= Exercise goal =
Collect every line below that contains the word "Some".

Saved entries
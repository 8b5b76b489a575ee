use agent_sdk::{AgentConfig, BaseAgent, LocalClient};
use anyhow::Result;
use swarm_agents::agents::RoundtripAgent;

/// Copy one batch of closes into the feature store
#[tokio::main]
async fn main() -> Result<()> {
    swarm_agents::init_tracing();

    let router = swarm_agents::host_router()?;
    let config = AgentConfig::new("roundtrip-agent")?.with_heartbeat_secs(5)?;
    let mut agent = BaseAgent::new(config, LocalClient::new(), RoundtripAgent::new(&router));

    swarm_agents::run_until_ctrl_c(&mut agent).await
}
//! Order submission, fills and execution-quality stats

use agent_sdk::{Agent, AgentContext, CallPolicy, HostRouter, LocalClient, McpClientExt};
use anyhow::Result;
use async_trait::async_trait;
use chrono::{DateTime, TimeZone, Utc};
use common::{FeatureRow, OhlcvBar, TradeAction};
use serde_json::json;
use tracing::info;
use uuid::Uuid;

use super::DEFAULT_SYMBOL;
use crate::tools::{self, OhlcvQuery, Service, WRITE_EXEC_STAT};

pub const FEATURE_SET: &str = "orders_sim";
pub const DEFAULT_THRESHOLD: f64 = 0.2;

/// Simulated one-unit order
#[derive(Debug, Clone, PartialEq)]
pub struct SimOrder {
    pub ts: DateTime<Utc>,
    pub side: TradeAction,
    pub price: f64,
}

#[derive(Debug, Clone, PartialEq, Default)]
pub struct Simulation {
    pub orders: Vec<SimOrder>,
    /// Cash plus the open position marked at the last price, rounded to cents
    pub pnl: f64,
}

/// Buy one unit when a bar rises more than `threshold` over the previous
/// close; sell one held unit when it falls more than `threshold`.
pub fn simulate_threshold(bars: &[OhlcvBar], threshold: f64) -> Simulation {
    let Some(first) = bars.first() else {
        return Simulation::default();
    };

    let mut last = first.close;
    let mut cash = 0.0;
    let mut position: u32 = 0;
    let mut orders = Vec::new();

    for bar in bars {
        let delta = bar.close - last;
        if delta > threshold {
            orders.push(SimOrder {
                ts: bar.ts,
                side: TradeAction::Buy,
                price: bar.close,
            });
            position += 1;
            cash -= bar.close;
        } else if delta < -threshold && position > 0 {
            orders.push(SimOrder {
                ts: bar.ts,
                side: TradeAction::Sell,
                price: bar.close,
            });
            position -= 1;
            cash += bar.close;
        }
        last = bar.close;
    }

    cash += f64::from(position) * last;
    Simulation {
        orders,
        pnl: (cash * 100.0).round() / 100.0,
    }
}

/// Replays a threshold strategy over recent bars, stores the simulated
/// orders, and reports an execution stat to analytics
pub struct ExecutionAgent {
    market_data: Service,
    feature_store: Service,
    analytics: Service,
    threshold: f64,
    analytics_policy: CallPolicy,
    correlation_id: String,
    query: OhlcvQuery,
    last_simulation: Option<Simulation>,
}

impl ExecutionAgent {
    /// Correlation id is the configured trace id, or a fresh one per process
    pub fn new(router: &HostRouter, threshold: f64) -> Self {
        let correlation_id = router
            .config()
            .identity
            .trace_id
            .clone()
            .filter(|id| !id.is_empty())
            .unwrap_or_else(|| Uuid::new_v4().to_string());

        Self::with_services(
            tools::service(router, "market-data"),
            tools::service(router, "feature-store"),
            tools::service(router, "analytics"),
            threshold,
            correlation_id,
        )
    }

    pub fn with_services(
        market_data: Service,
        feature_store: Service,
        analytics: Service,
        threshold: f64,
        correlation_id: String,
    ) -> Self {
        Self {
            market_data,
            feature_store,
            analytics,
            threshold,
            analytics_policy: CallPolicy::BestEffort,
            correlation_id,
            query: OhlcvQuery::daily(DEFAULT_SYMBOL, "2024-01-01", "2024-01-10"),
            last_simulation: None,
        }
    }

    /// How failures of the analytics write are treated
    pub fn with_analytics_policy(mut self, policy: CallPolicy) -> Self {
        self.analytics_policy = policy;
        self
    }

    pub fn correlation_id(&self) -> &str {
        &self.correlation_id
    }

    pub fn last_simulation(&self) -> Option<&Simulation> {
        self.last_simulation.as_ref()
    }
}

#[async_trait]
impl Agent for ExecutionAgent {
    type Client = LocalClient;

    async fn tick(&mut self, ctx: &mut AgentContext<LocalClient>) -> Result<()> {
        let ohlcv = tools::get_ohlcv(self.market_data.as_ref(), &self.query).await?;
        let sim = simulate_threshold(&ohlcv.rows, self.threshold);

        let symbol = self.query.symbol.as_str();
        let rows: Vec<FeatureRow> = sim
            .orders
            .iter()
            .map(|o| {
                let side = match o.side {
                    TradeAction::Buy => "buy",
                    TradeAction::Sell => "sell",
                };
                FeatureRow::new(o.ts, symbol, FEATURE_SET, side, o.price)
            })
            .collect();

        let stat_ts = rows
            .last()
            .map(|r| r.ts)
            .or_else(|| Utc.with_ymd_and_hms(2024, 1, 10, 0, 0, 0).single())
            .unwrap_or_default();

        if !rows.is_empty() {
            tools::write_features(self.feature_store.as_ref(), FEATURE_SET, rows).await?;
        }

        let stat = json!({
            "ts": stat_ts,
            "symbol": symbol,
            "orders_count": sim.orders.len(),
            "pnl": sim.pnl,
            "trace_id": self.correlation_id,
        });
        self.analytics
            .call_with(self.analytics_policy, WRITE_EXEC_STAT, stat)
            .await?;

        info!(
            "Simulated {} orders for {}, pnl {:.2}",
            sim.orders.len(),
            symbol,
            sim.pnl
        );
        self.last_simulation = Some(sim);
        ctx.stop();
        Ok(())
    }
}
//! Trend regime classification

use agent_sdk::{Agent, AgentContext, HostRouter, LocalClient};
use anyhow::{Context, Result};
use async_trait::async_trait;
use common::{FeatureRow, Regime, TrendState, SCHEMA_VERSION};
use tracing::{info, warn};

use super::DEFAULT_SYMBOL;
use crate::indicators::{momentum, regime};
use crate::tools::{self, OhlcvQuery, Service};

pub const TOPIC: &str = "trends.state";
pub const FEATURE_SET: &str = "trend_demo";

const MOMENTUM_LOOKBACK: usize = 3;
const REGIME_WINDOW: usize = 5;

/// Classifies the recent trend and publishes it as a [`TrendState`]
pub struct TrendAgent {
    market_data: Service,
    feature_store: Service,
    bus: Service,
    query: OhlcvQuery,
    last_state: Option<TrendState>,
}

impl TrendAgent {
    pub fn new(router: &HostRouter) -> Self {
        Self::with_services(
            tools::service(router, "market-data"),
            tools::service(router, "feature-store"),
            tools::service(router, "bus"),
        )
    }

    pub fn with_services(market_data: Service, feature_store: Service, bus: Service) -> Self {
        Self {
            market_data,
            feature_store,
            bus,
            query: OhlcvQuery::daily(DEFAULT_SYMBOL, "2024-01-01", "2024-01-15"),
            last_state: None,
        }
    }

    pub fn last_state(&self) -> Option<&TrendState> {
        self.last_state.as_ref()
    }
}

#[async_trait]
impl Agent for TrendAgent {
    type Client = LocalClient;

    async fn tick(&mut self, ctx: &mut AgentContext<LocalClient>) -> Result<()> {
        let ohlcv = tools::get_ohlcv(self.market_data.as_ref(), &self.query).await?;
        let closes = ohlcv.closes();
        let ts = ohlcv
            .last_ts()
            .with_context(|| format!("market-data returned no bars for {}", self.query.symbol))?;

        let mom = momentum(&closes, MOMENTUM_LOOKBACK);
        let reg = regime(&closes, REGIME_WINDOW).unwrap_or_else(|| {
            warn!(
                "Only {} bars for {}, treating regime as sideways",
                closes.len(),
                self.query.symbol
            );
            Regime::Sideways
        });

        let symbol = self.query.symbol.as_str();
        let rows = vec![
            FeatureRow::new(ts, symbol, FEATURE_SET, "momentum3", mom),
            FeatureRow::new(ts, symbol, FEATURE_SET, format!("regime_{}", reg.as_str()), 1.0),
        ];
        tools::write_features(self.feature_store.as_ref(), FEATURE_SET, rows).await?;

        let state = TrendState {
            symbol: symbol.to_string(),
            ts,
            regime: reg,
            macd: None,
            slope: Some(mom),
            strength: None,
            version: SCHEMA_VERSION.to_string(),
        };
        tools::publish(self.bus.as_ref(), TOPIC, &state).await?;

        info!("Trend for {}: {} (momentum {:.2})", symbol, reg.as_str(), mom);
        self.last_state = Some(state);
        ctx.stop();
        Ok(())
    }
}
//! Agent and runtime configuration
//!
//! [`AgentConfig`] describes one agent and is validated when it is built.
//! [`RuntimeConfig`] carries the process-wide settings (host router address,
//! caller identity, request timeout) and is loaded once at start-up, then
//! passed explicitly to whatever needs it.

use config::{Config, Environment, File};
use serde::{Deserialize, Serialize};
use std::collections::HashMap;
use std::time::Duration;

use crate::error::ConfigError;

pub const MIN_HEARTBEAT_SECS: u64 = 5;
pub const MAX_HEARTBEAT_SECS: u64 = 600;
pub const DEFAULT_HEARTBEAT_SECS: u64 = 30;
pub const DEFAULT_AGENT_VERSION: &str = "0.1.0";

/// Host router address used when `HOST_URL` is not configured
pub const DEFAULT_HOST_BASE: &str = "http://localhost:4000";
pub const DEFAULT_REQUEST_TIMEOUT_SECS: u64 = 30;

/// Environment variable naming an optional TOML file layered under the environment
pub const CONFIG_FILE_ENV: &str = "AGENT_CONFIG";

/// Validated agent configuration. Immutable once built.
#[derive(Debug, Clone, PartialEq, Eq, Serialize, Deserialize)]
#[serde(try_from = "RawAgentConfig", into = "RawAgentConfig")]
pub struct AgentConfig {
    name: String,
    version: String,
    description: Option<String>,
    heartbeat_secs: u64,
}

impl AgentConfig {
    /// Config with default version and heartbeat
    pub fn new(name: impl Into<String>) -> Result<Self, ConfigError> {
        let name = name.into();
        if name.trim().is_empty() {
            return Err(ConfigError::EmptyName);
        }

        Ok(Self {
            name,
            version: DEFAULT_AGENT_VERSION.to_string(),
            description: None,
            heartbeat_secs: DEFAULT_HEARTBEAT_SECS,
        })
    }

    pub fn with_version(mut self, version: impl Into<String>) -> Self {
        self.version = version.into();
        self
    }

    pub fn with_description(mut self, description: impl Into<String>) -> Self {
        self.description = Some(description.into());
        self
    }

    /// Replace the heartbeat; values outside [5, 600] are rejected
    pub fn with_heartbeat_secs(mut self, secs: u64) -> Result<Self, ConfigError> {
        self.heartbeat_secs = validate_heartbeat(secs)?;
        Ok(self)
    }

    pub fn name(&self) -> &str {
        &self.name
    }

    pub fn version(&self) -> &str {
        &self.version
    }

    pub fn description(&self) -> Option<&str> {
        self.description.as_deref()
    }

    pub fn heartbeat_secs(&self) -> u64 {
        self.heartbeat_secs
    }

    pub fn heartbeat(&self) -> Duration {
        Duration::from_secs(self.heartbeat_secs)
    }
}

fn validate_heartbeat(secs: u64) -> Result<u64, ConfigError> {
    if (MIN_HEARTBEAT_SECS..=MAX_HEARTBEAT_SECS).contains(&secs) {
        Ok(secs)
    } else {
        Err(ConfigError::InvalidHeartbeat {
            value: secs,
            min: MIN_HEARTBEAT_SECS,
            max: MAX_HEARTBEAT_SECS,
        })
    }
}

/// Serialized form of [`AgentConfig`]; only reachable through validation
#[derive(Debug, Clone, Serialize, Deserialize)]
struct RawAgentConfig {
    name: String,
    #[serde(default = "default_agent_version")]
    version: String,
    #[serde(default, skip_serializing_if = "Option::is_none")]
    description: Option<String>,
    #[serde(default = "default_heartbeat_secs")]
    heartbeat_seconds: u64,
}

fn default_agent_version() -> String {
    DEFAULT_AGENT_VERSION.to_string()
}

fn default_heartbeat_secs() -> u64 {
    DEFAULT_HEARTBEAT_SECS
}

impl TryFrom<RawAgentConfig> for AgentConfig {
    type Error = ConfigError;

    fn try_from(raw: RawAgentConfig) -> Result<Self, Self::Error> {
        let mut config = AgentConfig::new(raw.name)?
            .with_version(raw.version)
            .with_heartbeat_secs(raw.heartbeat_seconds)?;
        config.description = raw.description;
        Ok(config)
    }
}

impl From<AgentConfig> for RawAgentConfig {
    fn from(config: AgentConfig) -> Self {
        Self {
            name: config.name,
            version: config.version,
            description: config.description,
            heartbeat_seconds: config.heartbeat_secs,
        }
    }
}

/// Caller identity attached to every outbound remote call
#[derive(Debug, Clone, Default, PartialEq, Eq)]
pub struct IdentityConfig {
    pub agent_id: Option<String>,
    pub agent_role: Option<String>,
    pub api_key: Option<String>,
    pub trace_id: Option<String>,
}

/// Process-wide settings, loaded once and threaded into remote clients
#[derive(Debug, Clone, PartialEq, Eq)]
pub struct RuntimeConfig {
    pub host_url: Option<String>,
    pub identity: IdentityConfig,
    pub request_timeout_secs: u64,
}

impl Default for RuntimeConfig {
    fn default() -> Self {
        Self {
            host_url: None,
            identity: IdentityConfig::default(),
            request_timeout_secs: DEFAULT_REQUEST_TIMEOUT_SECS,
        }
    }
}

/// Flat shape read by the `config` crate from file and environment
#[derive(Debug, Default, Deserialize)]
struct RawRuntimeConfig {
    host_url: Option<String>,
    agent_id: Option<String>,
    agent_role: Option<String>,
    api_key: Option<String>,
    trace_id: Option<String>,
    request_timeout_secs: Option<u64>,
}

fn non_empty(value: Option<String>) -> Option<String> {
    value.filter(|v| !v.is_empty())
}

impl From<RawRuntimeConfig> for RuntimeConfig {
    fn from(raw: RawRuntimeConfig) -> Self {
        Self {
            host_url: non_empty(raw.host_url),
            identity: IdentityConfig {
                agent_id: non_empty(raw.agent_id),
                agent_role: non_empty(raw.agent_role),
                api_key: non_empty(raw.api_key),
                trace_id: non_empty(raw.trace_id),
            },
            request_timeout_secs: raw
                .request_timeout_secs
                .unwrap_or(DEFAULT_REQUEST_TIMEOUT_SECS),
        }
    }
}

impl RuntimeConfig {
    /// Load from the process environment, layered over the file named by
    /// `AGENT_CONFIG` when that variable is set
    pub fn from_env() -> Result<Self, ConfigError> {
        let file = std::env::var(CONFIG_FILE_ENV).ok().filter(|p| !p.is_empty());
        Self::load(file.as_deref(), Environment::default())
    }

    /// Load from an explicit variable map instead of the process environment
    pub fn from_vars<K, V>(vars: impl IntoIterator<Item = (K, V)>) -> Result<Self, ConfigError>
    where
        K: Into<String>,
        V: Into<String>,
    {
        let vars: HashMap<String, String> = vars
            .into_iter()
            .map(|(k, v)| (k.into(), v.into()))
            .collect();
        Self::load(None, Environment::default().source(Some(vars)))
    }

    /// Load a TOML file layered under an explicit variable map
    pub fn from_file_and_vars<K, V>(
        path: &str,
        vars: impl IntoIterator<Item = (K, V)>,
    ) -> Result<Self, ConfigError>
    where
        K: Into<String>,
        V: Into<String>,
    {
        let vars: HashMap<String, String> = vars
            .into_iter()
            .map(|(k, v)| (k.into(), v.into()))
            .collect();
        Self::load(Some(path), Environment::default().source(Some(vars)))
    }

    fn load(file: Option<&str>, env: Environment) -> Result<Self, ConfigError> {
        let mut builder = Config::builder();
        if let Some(path) = file {
            builder = builder.add_source(File::with_name(path));
        }

        let raw: RawRuntimeConfig = builder
            .add_source(env.try_parsing(false))
            .build()?
            .try_deserialize()?;
        Ok(raw.into())
    }

    /// Host router base address: the configured `HOST_URL`, else `default`
    pub fn host_base(&self, default: &str) -> String {
        self.host_url
            .clone()
            .unwrap_or_else(|| default.to_string())
    }

    pub fn request_timeout(&self) -> Duration {
        Duration::from_secs(self.request_timeout_secs)
    }
}
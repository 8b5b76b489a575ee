use agent_sdk::{AgentConfig, BaseAgent, LocalClient};
use anyhow::Result;
use swarm_agents::agents::SentimentAgent;

/// Score the demo headlines once and publish the sentiment index
#[tokio::main]
async fn main() -> Result<()> {
    swarm_agents::init_tracing();

    let router = swarm_agents::host_router()?;
    let config = AgentConfig::new("sentiment-agent")?.with_heartbeat_secs(5)?;
    let mut agent = BaseAgent::new(config, LocalClient::new(), SentimentAgent::new(&router));

    swarm_agents::run_until_ctrl_c(&mut agent).await
}
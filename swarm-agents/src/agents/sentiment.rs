//! Headline sentiment scoring

use agent_sdk::{Agent, AgentContext, HostRouter, LocalClient, McpClient};
use anyhow::{Context, Result};
use async_trait::async_trait;
use chrono::{DateTime, TimeZone, Utc};
use common::{FeatureRow, SentimentIndex};
use serde::{Deserialize, Serialize};
use serde_json::json;
use tracing::info;

use crate::tools::{self, Service, SCORE_TEXTS};

pub const TOPIC: &str = "sentiment_data_stream";
pub const FEATURE_SET: &str = "sentiment_demo";
const PROVIDER: &str = "stub";

/// Text submitted for scoring
#[derive(Debug, Clone, PartialEq, Serialize)]
pub struct TextItem {
    pub id: String,
    pub text: String,
}

#[derive(Debug, Clone, PartialEq, Deserialize)]
pub struct TextScore {
    pub id: String,
    pub score: f64,
    #[serde(default)]
    pub magnitude: Option<f64>,
}

#[derive(Debug, Clone, PartialEq, Deserialize)]
pub struct ScoreTextsResponse {
    #[serde(default)]
    pub scores: Vec<TextScore>,
}

impl ScoreTextsResponse {
    /// Mean score, 0.0 when nothing was scored
    pub fn average(&self) -> f64 {
        if self.scores.is_empty() {
            return 0.0;
        }
        self.scores.iter().map(|s| s.score).sum::<f64>() / self.scores.len() as f64
    }
}

/// Scores headlines for one symbol and publishes the average as a [`SentimentIndex`]
pub struct SentimentAgent {
    nlp: Service,
    feature_store: Service,
    bus: Service,
    symbol: String,
    as_of: DateTime<Utc>,
    items: Vec<TextItem>,
    last_index: Option<SentimentIndex>,
}

impl SentimentAgent {
    pub fn new(router: &HostRouter) -> Self {
        Self::with_services(
            tools::service(router, "nlp-sentiment"),
            tools::service(router, "feature-store"),
            tools::service(router, "bus"),
        )
    }

    pub fn with_services(nlp: Service, feature_store: Service, bus: Service) -> Self {
        let items = [
            ("n1", "NVDA upgraded by analyst, strong outlook"),
            ("n2", "CEO resigns unexpectedly, guidance cut"),
        ]
        .into_iter()
        .map(|(id, text)| TextItem {
            id: id.to_string(),
            text: text.to_string(),
        })
        .collect();

        Self {
            nlp,
            feature_store,
            bus,
            symbol: "NVDA".to_string(),
            as_of: Utc.with_ymd_and_hms(2024, 1, 15, 0, 0, 0).single().unwrap_or_default(),
            items,
            last_index: None,
        }
    }

    pub fn last_index(&self) -> Option<&SentimentIndex> {
        self.last_index.as_ref()
    }

    async fn score(&self) -> Result<ScoreTextsResponse> {
        let payload = json!({ "provider": PROVIDER, "items": self.items });
        let value = self.nlp.call(SCORE_TEXTS, payload).await?;
        serde_json::from_value(value).with_context(|| format!("decoding {} response", SCORE_TEXTS))
    }
}

#[async_trait]
impl Agent for SentimentAgent {
    type Client = LocalClient;

    async fn tick(&mut self, ctx: &mut AgentContext<LocalClient>) -> Result<()> {
        let scored = self.score().await?;
        let avg = scored.average();

        let row = FeatureRow::new(self.as_of, &self.symbol, FEATURE_SET, "avg_stub", avg);
        let index = SentimentIndex::new(
            &self.symbol,
            self.as_of,
            avg,
            1.0,
            Some(vec![PROVIDER.to_string()]),
        )?;

        tools::write_features(self.feature_store.as_ref(), FEATURE_SET, vec![row]).await?;
        tools::publish(self.bus.as_ref(), TOPIC, &index).await?;

        info!(
            "Sentiment for {}: {:.3} over {} texts",
            self.symbol,
            avg,
            scored.scores.len()
        );
        self.last_index = Some(index);
        ctx.stop();
        Ok(())
    }
}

= Exercise solution =
    let Some(first) = bars.first() else {
        self.last_simulation = Some(sim);
            slope: Some(mom),
        self.last_state = Some(state);
        self.description = Some(description.into());
        Self::load(None, Environment::default().source(Some(vars)))
        Self::load(Some(path), Environment::default().source(Some(vars)))
        if let Some(path) = file {
            Some(vec![PROVIDER.to_string()]),
        self.last_index = Some(index);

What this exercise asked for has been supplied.